(Collection entries)
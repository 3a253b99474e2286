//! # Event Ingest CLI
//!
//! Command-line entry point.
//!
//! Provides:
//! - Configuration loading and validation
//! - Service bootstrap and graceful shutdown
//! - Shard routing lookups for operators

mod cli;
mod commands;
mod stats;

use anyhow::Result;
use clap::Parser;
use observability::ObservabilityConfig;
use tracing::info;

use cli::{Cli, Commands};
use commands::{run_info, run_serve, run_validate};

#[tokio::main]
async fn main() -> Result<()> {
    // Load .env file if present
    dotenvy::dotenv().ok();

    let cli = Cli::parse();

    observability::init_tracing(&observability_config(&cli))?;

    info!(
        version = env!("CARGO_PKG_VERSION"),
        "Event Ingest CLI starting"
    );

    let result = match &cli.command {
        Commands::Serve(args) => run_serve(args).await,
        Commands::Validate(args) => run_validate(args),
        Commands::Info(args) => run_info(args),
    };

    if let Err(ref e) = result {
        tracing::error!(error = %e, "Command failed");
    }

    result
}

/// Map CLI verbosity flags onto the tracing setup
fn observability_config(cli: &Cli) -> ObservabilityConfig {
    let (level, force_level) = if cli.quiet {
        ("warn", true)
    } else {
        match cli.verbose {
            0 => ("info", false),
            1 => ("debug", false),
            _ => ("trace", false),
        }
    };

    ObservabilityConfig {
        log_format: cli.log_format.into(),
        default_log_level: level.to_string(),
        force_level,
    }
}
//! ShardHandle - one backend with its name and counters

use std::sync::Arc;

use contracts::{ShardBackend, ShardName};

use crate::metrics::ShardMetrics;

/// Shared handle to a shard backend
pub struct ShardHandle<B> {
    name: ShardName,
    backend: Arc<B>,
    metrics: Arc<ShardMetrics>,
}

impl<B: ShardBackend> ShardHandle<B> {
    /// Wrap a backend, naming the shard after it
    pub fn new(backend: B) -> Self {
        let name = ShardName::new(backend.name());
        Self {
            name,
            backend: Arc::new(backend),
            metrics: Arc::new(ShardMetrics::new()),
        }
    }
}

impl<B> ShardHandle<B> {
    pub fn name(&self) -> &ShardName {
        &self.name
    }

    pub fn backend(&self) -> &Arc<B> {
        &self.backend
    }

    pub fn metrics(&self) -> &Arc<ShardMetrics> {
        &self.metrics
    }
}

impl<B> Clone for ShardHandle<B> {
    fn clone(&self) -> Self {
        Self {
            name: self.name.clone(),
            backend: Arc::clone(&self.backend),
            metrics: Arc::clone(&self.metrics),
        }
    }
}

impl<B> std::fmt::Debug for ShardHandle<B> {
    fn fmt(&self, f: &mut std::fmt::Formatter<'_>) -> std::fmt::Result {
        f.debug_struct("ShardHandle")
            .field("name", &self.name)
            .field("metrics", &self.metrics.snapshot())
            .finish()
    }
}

Aim of the task
Output every line from the records, exactly as written.

Solution for this problem
repository 3a253b99474e2286
//! # Event Ingest CLI
//!
//! Command-line entry point.
//!
//! Provides:
//! - Configuration loading and validation
//! - Service bootstrap and graceful shutdown
//! - Shard routing lookups for operators

mod cli;
mod commands;
mod stats;

use anyhow::Result;
use clap::Parser;
use observability::ObservabilityConfig;
use tracing::info;

use cli::{Cli, Commands};
use commands::{run_info, run_serve, run_validate};

#[tokio::main]
async fn main() -> Result<()> {
    // Load .env file if present
    dotenvy::dotenv().ok();

    let cli = Cli::parse();

    observability::init_tracing(&observability_config(&cli))?;

    info!(
        version = env!("CARGO_PKG_VERSION"),
        "Event Ingest CLI starting"
    );

    let result = match &cli.command {
        Commands::Serve(args) => run_serve(args).await,
        Commands::Validate(args) => run_validate(args),
        Commands::Info(args) => run_info(args),
    };

    if let Err(ref e) = result {
        tracing::error!(error = %e, "Command failed");
    }

    result
}

/// Map CLI verbosity flags onto the tracing setup
fn observability_config(cli: &Cli) -> ObservabilityConfig {
    let (level, force_level) = if cli.quiet {
        ("warn", true)
    } else {
        match cli.verbose {
            0 => ("info", false),
            1 => ("debug", false),
            _ => ("trace", false),
        }
    };

    ObservabilityConfig {
        log_format: cli.log_format.into(),
        default_log_level: level.to_string(),
        force_level,
    }
}
//! ShardHandle - one backend with its name and counters

use std::sync::Arc;

use contracts::{ShardBackend, ShardName};

use crate::metrics::ShardMetrics;

/// Shared handle to a shard backend
pub struct ShardHandle<B> {
    name: ShardName,
    backend: Arc<B>,
    metrics: Arc<ShardMetrics>,
}

impl<B: ShardBackend> ShardHandle<B> {
    /// Wrap a backend, naming the shard after it
    pub fn new(backend: B) -> Self {
        let name = ShardName::new(backend.name());
        Self {
            name,
            backend: Arc::new(backend),
            metrics: Arc::new(ShardMetrics::new()),
        }
    }
}

impl<B> ShardHandle<B> {
    pub fn name(&self) -> &ShardName {
        &self.name
    }

    pub fn backend(&self) -> &Arc<B> {
        &self.backend
    }

    pub fn metrics(&self) -> &Arc<ShardMetrics> {
        &self.metrics
    }
}

impl<B> Clone for ShardHandle<B> {
    fn clone(&self) -> Self {
        Self {
            name: self.name.clone(),
            backend: Arc::clone(&self.backend),
            metrics: Arc::clone(&self.metrics),
        }
    }
}

impl<B> std::fmt::Debug for ShardHandle<B> {
    fn fmt(&self, f: &mut std::fmt::Formatter<'_>) -> std::fmt::Result {
        f.debug_struct("ShardHandle")
            .field("name", &self.name)
            .field("metrics", &self.metrics.snapshot())
            .finish()
    }
}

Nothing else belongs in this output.